Last night around 6:00 PM Eric and I pulled into his parents driveway. I was showered, dressed and part of the outside world once again.. And really it truly did feel like I was coming back from some out of earth or at least out of body experience. I remember after having Alex how it felt so weird that she was now part of our family, and this feeling is ten-fold now, especially since we left the hospital without Ryder.
It was so good to be back with the kids. I helped brush their teeth and read them both a story. It was nice. They both have done so good with everything going on, but it is hard too. Today Lucas said "I want to go home". And I wish I could too... I wish it was possible for us all to just be back home together...but that is not reality now.

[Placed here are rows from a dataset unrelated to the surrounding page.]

//! In-memory element tree for exercising the popup behaviors in tests.
//!
//! Selectors are limited to `[attribute]`, which is all the popup uses.

use std::cell::RefCell;
use std::collections::HashMap;
use std::rc::Rc;

use super::{DomDocument, DomElement, MissingElement};

#[derive(Default)]
struct Node {
    tag: String,
    attributes: HashMap<String, String>,
    value: String,
    open: bool,
    modal: bool,
    focused: bool,
    children: Vec<FakeElement>,
    click_handlers: Vec<Rc<dyn Fn()>>,
}

#[derive(Clone)]
pub struct FakeElement(Rc<RefCell<Node>>);

impl FakeElement {
    pub fn new(tag: &str) -> Self {
        Self(Rc::new(RefCell::new(Node {
            tag: tag.to_string(),
            ..Node::default()
        })))
    }

    pub fn with_attr(self, name: &str, value: &str) -> Self {
        self.0.borrow_mut().attributes.insert(name.to_string(), value.to_string());
        self
    }

    pub fn remove_attr(&self, name: &str) {
        self.0.borrow_mut().attributes.remove(name);
    }

    pub fn append(&self, child: &FakeElement) {
        self.0.borrow_mut().children.push(child.clone());
    }

    pub fn prepend(&self, child: &FakeElement) {
        self.0.borrow_mut().children.insert(0, child.clone());
    }

    pub fn value(&self) -> String {
        self.0.borrow().value.clone()
    }

    pub fn is_open(&self) -> bool {
        self.0.borrow().open
    }

    pub fn is_modal(&self) -> bool {
        self.0.borrow().modal
    }

    /// `dialog.show()`: open, but not modal.
    pub fn open_non_modal(&self) {
        let mut node = self.0.borrow_mut();
        node.open = true;
        node.modal = false;
    }

    pub fn has_focus(&self) -> bool {
        self.0.borrow().focused
    }

    /// Browser click: the element takes focus, then listeners run.
    pub fn click(&self) {
        self.0.borrow_mut().focused = true;
        let handlers = self.0.borrow().click_handlers.clone();
        for handler in handlers {
            handler();
        }
    }

    fn tag(&self) -> String {
        self.0.borrow().tag.clone()
    }

    fn matches(&self, selector: &str) -> bool {
        selector
            .strip_prefix('[')
            .and_then(|s| s.strip_suffix(']'))
            .is_some_and(|name| self.0.borrow().attributes.contains_key(name))
    }

    /// Descendants in document order, excluding `self`.
    fn descendants(&self) -> Vec<FakeElement> {
        let mut out = Vec::new();
        for child in self.0.borrow().children.iter() {
            out.push(child.clone());
            out.extend(child.descendants());
        }
        out
    }
}

impl DomElement for FakeElement {
    fn attribute(&self, name: &str) -> Option<String> {
        self.0.borrow().attributes.get(name).cloned()
    }

    fn is_dialog(&self) -> bool {
        self.0.borrow().tag == "dialog"
    }

    fn is_input(&self) -> bool {
        self.0.borrow().tag == "input"
    }

    fn query_selector(&self, selector: &str) -> Option<Self> {
        self.descendants().into_iter().find(|el| el.matches(selector))
    }

    fn set_value(&self, value: &str) {
        self.0.borrow_mut().value = value.to_string();
    }

    fn show_modal(&self) -> Result<(), MissingElement> {
        let mut node = self.0.borrow_mut();
        node.open = true;
        node.modal = true;
        Ok(())
    }

    fn blur(&self) {
        self.0.borrow_mut().focused = false;
    }

    fn on_click(&self, handler: Box<dyn Fn()>) {
        self.0.borrow_mut().click_handlers.push(Rc::from(handler));
    }
}

#[derive(Clone)]
pub struct FakeDocument {
    body: FakeElement,
}

impl FakeDocument {
    pub fn new() -> Self {
        Self {
            body: FakeElement::new("body"),
        }
    }

    pub fn body(&self) -> &FakeElement {
        &self.body
    }
}

impl DomDocument for FakeDocument {
    type Element = FakeElement;

    fn element_by_id(&self, id: &str) -> Option<FakeElement> {
        self.body
            .descendants()
            .into_iter()
            .find(|el| el.attribute("id").as_deref() == Some(id))
    }

    fn elements_by_tag_name(&self, tag: &str) -> Vec<FakeElement> {
        self.body
            .descendants()
            .into_iter()
            .filter(|el| el.tag() == tag)
            .collect()
    }
}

Lucas has always been a child that has thrived on routine so I know as well as he often seems to be adjusting and dealing he is probably just going crazy inside.
Last night after the kids were in bed, Eric, his mom and I headed back to the NICU for Ryder's care. When the day began I almost felt like I did not know what to do in the NICU, but by this care I felt like we could both jump right in and do it. I was amazed and so happy with how quickly that transformation came as before I had just felt over my head like I was a clueless parent.
Today the kids came for their second visit. I held Ryder while the kids touched his head and looked at him. While they were visiting he woke up and opened his eyes more than he ever has. He truly seemed to be looking at his brother and sister trying to see who they were. It was awesome. Lucas kept saying Ryder was the cutesy baby ever. And Alex said, 'he likes me. He is so soft' and other things like that. Lucas was fascinated by his heart rate and kept naming off what it currently was.
Today I am going to spend the rest of the day with the kids as they really do need it and I do too... But tonight I will be back with Ryder again.